- [Prompt]: Below are some entries; report how many of their lines contain the word "coordinates", giving nothing besides the number.

- [Records to use]:
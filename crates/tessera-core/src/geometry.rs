#![forbid(unsafe_code)]

//! Geometric primitives.
//!
//! All coordinates are signed integers in host units, origin at top-left.
//! Widths and heights are never negative for rectangles produced by this
//! crate; constructors clamp negative extents to zero.

use serde::{Deserialize, Serialize};

/// One of the two layout axes.
#[derive(Debug, Clone, Copy, PartialEq, Eq, Hash, PartialOrd, Ord, Serialize, Deserialize)]
#[serde(rename_all = "snake_case")]
pub enum Axis {
    /// Left to right (x coordinates, widths).
    X,
    /// Top to bottom (y coordinates, heights).
    Y,
}

impl Axis {
    /// Both axes in canonical order.
    pub const ALL: [Axis; 2] = [Axis::X, Axis::Y];

    /// The perpendicular axis.
    #[inline]
    #[must_use]
    pub const fn cross(self) -> Self {
        match self {
            Self::X => Self::Y,
            Self::Y => Self::X,
        }
    }
}

/// A point in container coordinates.
#[derive(Debug, Clone, Copy, PartialEq, Eq, Hash, Default, Serialize, Deserialize)]
pub struct Point {
    pub x: i32,
    pub y: i32,
}

impl Point {
    #[inline]
    pub const fn new(x: i32, y: i32) -> Self {
        Self { x, y }
    }

    /// Coordinate along `axis`.
    #[inline]
    pub const fn along(&self, axis: Axis) -> i32 {
        match axis {
            Axis::X => self.x,
            Axis::Y => self.y,
        }
    }
}

/// A width/height pair.
#[derive(Debug, Clone, Copy, PartialEq, Eq, Hash, Default, Serialize, Deserialize)]
pub struct Size {
    pub width: i32,
    pub height: i32,
}

impl Size {
    #[inline]
    pub const fn new(width: i32, height: i32) -> Self {
        Self { width, height }
    }

    /// Extent along `axis`.
    #[inline]
    pub const fn along(&self, axis: Axis) -> i32 {
        match axis {
            Axis::X => self.width,
            Axis::Y => self.height,
        }
    }
}

/// A rectangle for layout bounds and hit testing.
#[derive(Debug, Clone, Copy, PartialEq, Eq, Hash, Default, Serialize, Deserialize)]
pub struct Rect {
    /// Left edge (inclusive).
    pub x: i32,
    /// Top edge (inclusive).
    pub y: i32,
    /// Width in units.
    pub width: i32,
    /// Height in units.
    pub height: i32,
}

impl Rect {
    /// Create a new rectangle. Negative extents are clamped to zero.
    #[inline]
    pub const fn new(x: i32, y: i32, width: i32, height: i32) -> Self {
        Self {
            x,
            y,
            width: if width < 0 { 0 } else { width },
            height: if height < 0 { 0 } else { height },
        }
    }

    /// Create a rectangle from origin with given size.
    #[inline]
    pub const fn from_size(width: i32, height: i32) -> Self {
        Self::new(0, 0, width, height)
    }

    /// Create a rectangle from its four edges.
    #[inline]
    pub const fn from_edges(left: i32, top: i32, right: i32, bottom: i32) -> Self {
        Self::new(left, top, right - left, bottom - top)
    }

    /// Left edge (alias for x).
    #[inline]
    pub const fn left(&self) -> i32 {
        self.x
    }

    /// Top edge (alias for y).
    #[inline]
    pub const fn top(&self) -> i32 {
        self.y
    }

    /// Right edge (exclusive).
    #[inline]
    pub const fn right(&self) -> i32 {
        self.x.saturating_add(self.width)
    }

    /// Bottom edge (exclusive).
    #[inline]
    pub const fn bottom(&self) -> i32 {
        self.y.saturating_add(self.height)
    }

    /// Size of the rectangle.
    #[inline]
    pub const fn size(&self) -> Size {
        Size::new(self.width, self.height)
    }

    /// Near (left or top) edge along `axis`.
    #[inline]
    pub const fn near(&self, axis: Axis) -> i32 {
        match axis {
            Axis::X => self.x,
            Axis::Y => self.y,
        }
    }

    /// Far (right or bottom) edge along `axis`.
    #[inline]
    pub const fn far(&self, axis: Axis) -> i32 {
        match axis {
            Axis::X => self.right(),
            Axis::Y => self.bottom(),
        }
    }

    /// Extent (width or height) along `axis`.
    #[inline]
    pub const fn extent(&self, axis: Axis) -> i32 {
        match axis {
            Axis::X => self.width,
            Axis::Y => self.height,
        }
    }

    /// Replace the span along `axis`, keeping the other axis untouched.
    #[inline]
    #[must_use]
    pub const fn with_span(self, axis: Axis, near: i32, far: i32) -> Self {
        let extent = if far < near { 0 } else { far - near };
        match axis {
            Axis::X => Self {
                x: near,
                width: extent,
                ..self
            },
            Axis::Y => Self {
                y: near,
                height: extent,
                ..self
            },
        }
    }

    /// Shift the rectangle by `(dx, dy)`.
    #[inline]
    #[must_use]
    pub const fn translate(self, dx: i32, dy: i32) -> Self {
        Self {
            x: self.x.saturating_add(dx),
            y: self.y.saturating_add(dy),
            ..self
        }
    }

    /// Area in square units.
    #[inline]
    pub const fn area(&self) -> i64 {
        self.width as i64 * self.height as i64
    }

    /// Check if the rectangle has zero area.
    #[inline]
    pub const fn is_empty(&self) -> bool {
        self.width == 0 || self.height == 0
    }

    /// Check if a point is inside the rectangle.
    #[inline]
    pub const fn contains(&self, x: i32, y: i32) -> bool {
        x >= self.x && x < self.right() && y >= self.y && y < self.bottom()
    }

    /// Check if `other` lies entirely within this rectangle.
    #[inline]
    pub const fn contains_rect(&self, other: &Rect) -> bool {
        other.x >= self.x
            && other.y >= self.y
            && other.right() <= self.right()
            && other.bottom() <= self.bottom()
    }

    /// Compute the intersection with another rectangle.
    ///
    /// Returns an empty rectangle if the rectangles don't overlap.
    #[inline]
    pub fn intersection(&self, other: &Rect) -> Rect {
        self.intersection_opt(other).unwrap_or_default()
    }

    /// Create a new rectangle that is the union of this rectangle and another.
    ///
    /// The result is the smallest rectangle that contains both.
    pub fn union(&self, other: &Rect) -> Rect {
        let x = self.x.min(other.x);
        let y = self.y.min(other.y);
        let right = self.right().max(other.right());
        let bottom = self.bottom().max(other.bottom());
        Rect::from_edges(x, y, right, bottom)
    }

    /// Compute the intersection with another rectangle, returning `None` if no overlap.
    #[inline]
    pub fn intersection_opt(&self, other: &Rect) -> Option<Rect> {
        let x = self.x.max(other.x);
        let y = self.y.max(other.y);
        let right = self.right().min(other.right());
        let bottom = self.bottom().min(other.bottom());

        if x < right && y < bottom {
            Some(Rect::from_edges(x, y, right, bottom))
        } else {
            None
        }
    }

    /// Clamp a point into the closed rectangle `[left, right] x [top, bottom]`.
    #[inline]
    pub fn clamp_point(&self, point: Point) -> Point {
        Point::new(
            point.x.clamp(self.x, self.right().max(self.x)),
            point.y.clamp(self.y, self.bottom().max(self.y)),
        )
    }
}

/// Bounding box of a set of rectangles, or `None` for an empty set.
pub fn bounding_box<'a>(rects: impl IntoIterator<Item = &'a Rect>) -> Option<Rect> {
    rects
        .into_iter()
        .fold(None, |acc: Option<Rect>, rect| match acc {
            None => Some(*rect),
            Some(bbox) => Some(bbox.union(rect)),
        })
}
//! Container resizing.
//!
//! Classic mode remaps every edge coordinate in one pass: edges at or past
//! the anchor's far edge shift with the container, the rest are clamped so
//! they never cross the anchor's new far edge. Size-range mode instead
//! drives the propagation engine, so region minimums hold and the container
//! only shrinks as far as they allow.

use tessera_core::geometry::{Axis, Point, Rect, bounding_box};

use crate::engine::{EdgeTarget, Propagator};
use crate::error::TileError;
use crate::tile::Tile;

/// One-axis edge remap for classic resizing.
#[derive(Debug, Clone, Copy)]
struct Remap {
    old_near: i32,
    shift: i32,
    delta: i32,
    threshold: i32,
    limit: i32,
    near: i32,
    far: i32,
}

impl Remap {
    fn new(old: Rect, anchor: Rect, target: Rect, axis: Axis) -> Self {
        let shift = target.near(axis) - old.near(axis);
        let delta = target.extent(axis) - old.extent(axis);
        let threshold = anchor.far(axis);
        Self {
            old_near: old.near(axis),
            shift,
            delta,
            threshold,
            limit: threshold + shift + delta,
            near: target.near(axis),
            far: target.far(axis),
        }
    }

    fn apply(self, edge: i32) -> i32 {
        // Holds even when a collapsed anchor sits on the near edge.
        if edge <= self.old_near {
            return self.near;
        }
        let moved = edge + self.shift;
        let mapped = if edge >= self.threshold {
            moved + self.delta
        } else {
            moved.min(self.limit)
        };
        mapped.clamp(self.near, self.far.max(self.near))
    }
}

impl<W> Tile<W> {
    /// Resize the container to `target`, reflowing the regions. Returns the
    /// bounds actually taken, which in size-range mode may be larger than
    /// requested when minimums forbid shrinking further.
    pub fn resize_container(&mut self, target: Rect) -> Result<Rect, TileError> {
        // Rect::new clamps negative extents.
        let target = Rect::new(target.x, target.y, target.width, target.height);
        let _span = tessera_core::debug_span!(
            "tile.resize_container",
            x = target.x,
            y = target.y,
            width = target.width,
            height = target.height
        )
        .entered();

        if target == self.bounds {
            return Ok(self.bounds);
        }
        if self.registry.is_empty() {
            self.bounds = target;
            return Ok(target);
        }

        let achieved = if self.is_size_range_enabled() {
            let achieved = self.resize_within_minimums(target)?;
            self.bounds = achieved;
            self.revalidate();
            achieved
        } else {
            // A zero extent would merge every edge line on that axis.
            let target = Rect::new(
                target.x,
                target.y,
                target.width.max(1),
                target.height.max(1),
            );
            self.resize_classic(target);
            self.bounds = target;
            target
        };
        tessera_core::debug!(?achieved, requested = ?target, "container resized");
        Ok(achieved)
    }

    fn resize_classic(&mut self, target: Rect) {
        let old = self.bounds;
        let anchor = self
            .anchor
            .and_then(|id| self.region_bounds(id))
            .unwrap_or(old);
        let remap_x = Remap::new(old, anchor, target, Axis::X);
        let remap_y = Remap::new(old, anchor, target, Axis::Y);

        for idx in 0..self.registry.len() {
            let Some(rect) = self.registry.at(idx).map(|region| region.bounds()) else {
                continue;
            };
            let next = Rect::from_edges(
                remap_x.apply(rect.left()),
                remap_y.apply(rect.top()),
                remap_x.apply(rect.right()),
                remap_y.apply(rect.bottom()),
            );
            self.registry.set_bounds_at(idx, next);
        }
    }

    fn resize_within_minimums(&mut self, target: Rect) -> Result<Rect, TileError> {
        let dx = target.x - self.bounds.x;
        let dy = target.y - self.bounds.y;
        if dx != 0 || dy != 0 {
            for idx in 0..self.registry.len() {
                if let Some(rect) = self.registry.at(idx).map(|region| region.bounds()) {
                    self.registry.set_bounds_at(idx, rect.translate(dx, dy));
                }
            }
            self.bounds = self.bounds.translate(dx, dy);
        }

        let rects = self.registry.bounds();
        let Some(bbox) = bounding_box(&rects) else {
            return Ok(target);
        };
        let mut delta = [target.width - bbox.width, target.height - bbox.height];
        let limits = bbox.union(&Rect::new(bbox.x, bbox.y, target.width, target.height));

        let mins = self.effective_mins();
        {
            let mut engine = Propagator::new(&rects, &mins, limits);
            for (axis, d) in Axis::ALL.into_iter().zip(delta.iter_mut()) {
                if *d < 0 {
                    let far = bbox.far(axis);
                    *d = engine.probe_axis(axis, far, far + *d) - far;
                }
            }
        }

        // Shrinking: the anchor gives up its own slack before the corner moves.
        let anchor_index = self.anchor.and_then(|id| self.registry.index_of(id));
        if let Some((idx, &anchor)) = anchor_index.and_then(|idx| Some((idx, rects.get(idx)?))) {
            let min = mins.get(idx).copied().unwrap_or_default();
            let mut from = EdgeTarget::default();
            let mut to = Point::new(anchor.right(), anchor.bottom());
            for (axis, d) in Axis::ALL.into_iter().zip(delta) {
                if d < 0 && anchor.far(axis) < bbox.far(axis) {
                    let floor = anchor.near(axis) + min.along(axis);
                    let wanted = (anchor.far(axis) + d).max(floor);
                    if wanted < anchor.far(axis) {
                        set_axis(&mut from, &mut to, axis, anchor.far(axis), wanted);
                    }
                }
            }
            if !from.is_empty() {
                self.commit_within(from, to, limits)?;
            }
        }

        let mut corner = EdgeTarget::default();
        let mut to = Point::new(bbox.right(), bbox.bottom());
        for (axis, d) in Axis::ALL.into_iter().zip(delta) {
            if d != 0 {
                set_axis(&mut corner, &mut to, axis, bbox.far(axis), bbox.far(axis) + d);
            }
        }
        if !corner.is_empty() {
            let achieved = self.commit_lines_within(corner, to, limits)?;
            for (axis, d) in Axis::ALL.into_iter().zip(delta.iter_mut()) {
                if let Some(edge) = achieved.along(axis) {
                    *d = edge - bbox.far(axis);
                }
            }
        }

        // Growing: hand the new space from the outer regions to the anchor.
        if let Some(idx) = anchor_index {
            let anchor = self.registry.at(idx).map(|region| region.bounds());
            if let Some(anchor) = anchor {
                let mut from = EdgeTarget::default();
                let mut to = Point::new(anchor.right(), anchor.bottom());
                for (axis, d) in Axis::ALL.into_iter().zip(delta) {
                    if d > 0 && anchor.far(axis) < bbox.far(axis) {
                        let far = anchor.far(axis);
                        set_axis(&mut from, &mut to, axis, far, far + d);
                    }
                }
                if !from.is_empty() {
                    self.commit_within(from, to, limits)?;
                }
            }
        }

        Ok(Rect::new(
            bbox.x,
            bbox.y,
            bbox.width + delta[0],
            bbox.height + delta[1],
        ))
    }
}

fn set_axis(from: &mut EdgeTarget, to: &mut Point, axis: Axis, old: i32, new: i32) {
    match axis {
        Axis::X => {
            from.x = Some(old);
            to.x = new;
        }
        Axis::Y => {
            from.y = Some(old);
            to.y = new;
        }
    }
}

- [Worked solution]: 4